** Opening Data shown block **

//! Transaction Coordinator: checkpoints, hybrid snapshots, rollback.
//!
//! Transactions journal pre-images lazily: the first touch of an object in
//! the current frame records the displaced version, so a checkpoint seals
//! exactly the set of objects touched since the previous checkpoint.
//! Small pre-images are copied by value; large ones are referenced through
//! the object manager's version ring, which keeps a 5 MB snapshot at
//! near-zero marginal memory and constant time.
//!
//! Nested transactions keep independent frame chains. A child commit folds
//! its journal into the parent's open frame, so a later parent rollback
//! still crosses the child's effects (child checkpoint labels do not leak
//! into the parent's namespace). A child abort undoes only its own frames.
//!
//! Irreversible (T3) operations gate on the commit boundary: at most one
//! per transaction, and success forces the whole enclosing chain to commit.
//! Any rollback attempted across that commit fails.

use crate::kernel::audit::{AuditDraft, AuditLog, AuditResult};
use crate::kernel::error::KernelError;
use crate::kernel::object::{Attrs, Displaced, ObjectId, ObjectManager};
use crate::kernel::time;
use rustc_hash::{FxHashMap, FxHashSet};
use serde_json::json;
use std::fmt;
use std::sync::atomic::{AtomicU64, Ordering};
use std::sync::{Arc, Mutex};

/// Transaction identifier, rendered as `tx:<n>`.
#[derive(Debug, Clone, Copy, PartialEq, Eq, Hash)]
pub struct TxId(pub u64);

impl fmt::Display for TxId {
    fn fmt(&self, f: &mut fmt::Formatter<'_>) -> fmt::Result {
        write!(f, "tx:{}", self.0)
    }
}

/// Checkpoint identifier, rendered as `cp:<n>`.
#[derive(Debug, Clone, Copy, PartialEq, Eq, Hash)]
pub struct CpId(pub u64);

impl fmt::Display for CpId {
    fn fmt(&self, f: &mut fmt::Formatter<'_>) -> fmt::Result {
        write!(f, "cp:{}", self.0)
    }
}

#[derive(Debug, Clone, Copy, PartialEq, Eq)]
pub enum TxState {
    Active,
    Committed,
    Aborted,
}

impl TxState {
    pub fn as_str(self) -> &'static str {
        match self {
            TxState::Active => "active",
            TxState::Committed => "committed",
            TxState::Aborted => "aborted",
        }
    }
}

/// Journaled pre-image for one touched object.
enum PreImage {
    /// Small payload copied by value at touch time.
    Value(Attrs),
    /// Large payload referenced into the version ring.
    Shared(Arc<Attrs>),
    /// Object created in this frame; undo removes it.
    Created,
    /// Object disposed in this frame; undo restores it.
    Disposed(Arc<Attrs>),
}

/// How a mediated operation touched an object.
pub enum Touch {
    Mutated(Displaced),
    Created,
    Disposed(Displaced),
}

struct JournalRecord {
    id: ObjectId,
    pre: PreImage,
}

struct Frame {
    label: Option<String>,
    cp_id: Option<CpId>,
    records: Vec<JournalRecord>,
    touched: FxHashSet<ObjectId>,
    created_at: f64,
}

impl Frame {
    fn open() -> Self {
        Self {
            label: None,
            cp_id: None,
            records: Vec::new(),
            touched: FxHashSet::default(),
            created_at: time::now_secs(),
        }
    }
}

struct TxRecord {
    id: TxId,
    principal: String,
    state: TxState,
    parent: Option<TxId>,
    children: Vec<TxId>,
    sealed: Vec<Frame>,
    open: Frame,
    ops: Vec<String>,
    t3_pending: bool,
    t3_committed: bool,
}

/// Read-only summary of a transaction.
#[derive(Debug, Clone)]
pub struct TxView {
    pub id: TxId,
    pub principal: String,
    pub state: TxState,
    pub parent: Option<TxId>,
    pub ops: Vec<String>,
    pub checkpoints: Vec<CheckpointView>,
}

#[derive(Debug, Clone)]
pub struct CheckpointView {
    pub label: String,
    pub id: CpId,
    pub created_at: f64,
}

** Closing Data shown block **
** Opening Data shown block **

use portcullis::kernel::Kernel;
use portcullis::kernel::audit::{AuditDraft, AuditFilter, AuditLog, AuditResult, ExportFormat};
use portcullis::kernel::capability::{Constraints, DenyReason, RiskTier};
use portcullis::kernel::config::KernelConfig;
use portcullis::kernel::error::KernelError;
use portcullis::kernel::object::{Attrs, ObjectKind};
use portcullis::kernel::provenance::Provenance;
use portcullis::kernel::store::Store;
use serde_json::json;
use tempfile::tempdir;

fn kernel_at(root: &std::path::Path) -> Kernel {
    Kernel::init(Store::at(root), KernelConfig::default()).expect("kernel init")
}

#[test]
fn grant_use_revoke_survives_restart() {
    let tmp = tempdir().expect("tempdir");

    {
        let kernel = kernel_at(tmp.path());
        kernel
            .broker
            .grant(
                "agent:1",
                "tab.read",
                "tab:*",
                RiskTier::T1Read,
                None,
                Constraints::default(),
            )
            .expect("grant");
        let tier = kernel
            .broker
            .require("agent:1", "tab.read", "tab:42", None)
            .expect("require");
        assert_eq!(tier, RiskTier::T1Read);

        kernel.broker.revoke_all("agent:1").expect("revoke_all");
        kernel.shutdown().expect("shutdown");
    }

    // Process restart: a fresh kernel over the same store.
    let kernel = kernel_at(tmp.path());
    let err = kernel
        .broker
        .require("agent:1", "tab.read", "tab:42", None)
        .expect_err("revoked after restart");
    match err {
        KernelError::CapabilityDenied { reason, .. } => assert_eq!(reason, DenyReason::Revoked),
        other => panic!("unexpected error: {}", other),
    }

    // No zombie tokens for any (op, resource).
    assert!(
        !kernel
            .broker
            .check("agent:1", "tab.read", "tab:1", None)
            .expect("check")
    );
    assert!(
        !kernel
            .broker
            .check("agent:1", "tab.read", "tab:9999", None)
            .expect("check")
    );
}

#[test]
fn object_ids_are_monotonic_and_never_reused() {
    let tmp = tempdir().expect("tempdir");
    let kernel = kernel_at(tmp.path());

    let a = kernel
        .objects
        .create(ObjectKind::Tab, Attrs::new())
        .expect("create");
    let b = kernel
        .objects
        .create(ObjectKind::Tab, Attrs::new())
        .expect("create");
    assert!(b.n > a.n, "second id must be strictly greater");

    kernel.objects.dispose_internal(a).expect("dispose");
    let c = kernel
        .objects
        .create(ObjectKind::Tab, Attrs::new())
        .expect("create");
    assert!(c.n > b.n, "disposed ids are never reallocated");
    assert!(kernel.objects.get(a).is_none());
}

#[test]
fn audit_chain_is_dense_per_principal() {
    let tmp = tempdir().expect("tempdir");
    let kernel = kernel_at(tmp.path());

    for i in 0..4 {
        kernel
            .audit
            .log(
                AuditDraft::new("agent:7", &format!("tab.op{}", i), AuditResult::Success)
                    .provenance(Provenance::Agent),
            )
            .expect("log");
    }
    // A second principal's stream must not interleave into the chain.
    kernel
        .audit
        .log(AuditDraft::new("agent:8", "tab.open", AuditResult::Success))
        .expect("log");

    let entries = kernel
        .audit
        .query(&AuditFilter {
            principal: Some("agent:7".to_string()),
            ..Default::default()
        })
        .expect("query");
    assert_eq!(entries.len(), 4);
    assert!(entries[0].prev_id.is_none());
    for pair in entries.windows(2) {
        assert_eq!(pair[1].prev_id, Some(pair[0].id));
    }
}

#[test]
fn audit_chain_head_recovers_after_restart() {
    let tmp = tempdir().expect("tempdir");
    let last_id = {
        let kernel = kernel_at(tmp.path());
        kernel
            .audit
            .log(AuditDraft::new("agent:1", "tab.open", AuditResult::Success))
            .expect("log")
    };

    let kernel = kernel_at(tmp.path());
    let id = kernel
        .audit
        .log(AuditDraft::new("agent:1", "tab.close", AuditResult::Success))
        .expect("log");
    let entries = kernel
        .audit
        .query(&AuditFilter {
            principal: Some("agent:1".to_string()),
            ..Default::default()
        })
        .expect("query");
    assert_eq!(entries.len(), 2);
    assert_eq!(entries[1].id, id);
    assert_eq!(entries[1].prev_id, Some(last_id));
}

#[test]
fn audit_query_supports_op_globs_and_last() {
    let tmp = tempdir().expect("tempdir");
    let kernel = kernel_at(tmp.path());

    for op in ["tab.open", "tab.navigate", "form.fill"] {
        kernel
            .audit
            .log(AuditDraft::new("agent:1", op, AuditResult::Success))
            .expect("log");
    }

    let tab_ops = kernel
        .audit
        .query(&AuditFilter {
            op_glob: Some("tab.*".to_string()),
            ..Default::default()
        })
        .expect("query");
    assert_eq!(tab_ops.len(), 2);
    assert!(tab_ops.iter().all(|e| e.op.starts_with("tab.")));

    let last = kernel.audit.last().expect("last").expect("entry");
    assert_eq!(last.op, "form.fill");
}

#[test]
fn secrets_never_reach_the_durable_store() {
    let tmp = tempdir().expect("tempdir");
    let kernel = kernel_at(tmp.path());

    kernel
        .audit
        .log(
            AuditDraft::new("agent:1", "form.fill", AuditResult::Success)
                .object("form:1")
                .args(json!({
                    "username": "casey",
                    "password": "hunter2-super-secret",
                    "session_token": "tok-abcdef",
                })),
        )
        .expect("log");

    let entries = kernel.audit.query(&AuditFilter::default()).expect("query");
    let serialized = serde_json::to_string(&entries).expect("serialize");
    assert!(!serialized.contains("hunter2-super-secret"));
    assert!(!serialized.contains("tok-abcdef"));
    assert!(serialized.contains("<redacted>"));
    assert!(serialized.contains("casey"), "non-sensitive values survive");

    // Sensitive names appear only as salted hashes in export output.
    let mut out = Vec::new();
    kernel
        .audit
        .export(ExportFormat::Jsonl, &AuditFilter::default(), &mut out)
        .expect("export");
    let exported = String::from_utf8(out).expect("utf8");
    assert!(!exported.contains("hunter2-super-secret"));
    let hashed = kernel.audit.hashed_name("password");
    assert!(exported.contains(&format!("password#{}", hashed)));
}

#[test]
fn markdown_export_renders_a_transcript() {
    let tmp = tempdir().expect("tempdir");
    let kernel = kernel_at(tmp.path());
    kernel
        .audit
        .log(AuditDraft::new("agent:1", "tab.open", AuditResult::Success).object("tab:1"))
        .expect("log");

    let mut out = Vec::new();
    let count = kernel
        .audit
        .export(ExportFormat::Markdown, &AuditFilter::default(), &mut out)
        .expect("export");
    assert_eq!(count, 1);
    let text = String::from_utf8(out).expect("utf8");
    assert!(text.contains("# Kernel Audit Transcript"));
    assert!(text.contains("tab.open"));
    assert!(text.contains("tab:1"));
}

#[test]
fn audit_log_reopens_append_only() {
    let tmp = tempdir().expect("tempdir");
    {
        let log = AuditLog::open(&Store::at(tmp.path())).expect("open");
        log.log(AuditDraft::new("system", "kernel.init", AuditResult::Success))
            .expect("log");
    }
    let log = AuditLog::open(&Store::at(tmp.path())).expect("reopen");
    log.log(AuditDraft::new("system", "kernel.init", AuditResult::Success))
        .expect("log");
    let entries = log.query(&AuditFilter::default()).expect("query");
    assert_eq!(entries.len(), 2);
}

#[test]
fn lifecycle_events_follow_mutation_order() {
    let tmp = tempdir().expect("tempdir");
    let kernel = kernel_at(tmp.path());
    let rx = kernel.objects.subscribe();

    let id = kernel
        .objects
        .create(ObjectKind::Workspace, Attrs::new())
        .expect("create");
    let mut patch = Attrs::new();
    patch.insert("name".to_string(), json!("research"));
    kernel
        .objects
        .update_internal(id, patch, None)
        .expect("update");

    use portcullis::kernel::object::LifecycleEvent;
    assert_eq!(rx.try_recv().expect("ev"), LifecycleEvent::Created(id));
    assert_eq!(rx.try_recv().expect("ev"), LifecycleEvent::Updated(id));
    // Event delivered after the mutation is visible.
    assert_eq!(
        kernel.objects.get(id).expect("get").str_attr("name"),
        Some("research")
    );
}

** Closing Data shown block **

## Task instructions
Look through the listing above and copy each line with the word "checkpoints" in it.

## Your solution
//! Transaction Coordinator: checkpoints, hybrid snapshots, rollback.
    pub checkpoints: Vec<CheckpointView>,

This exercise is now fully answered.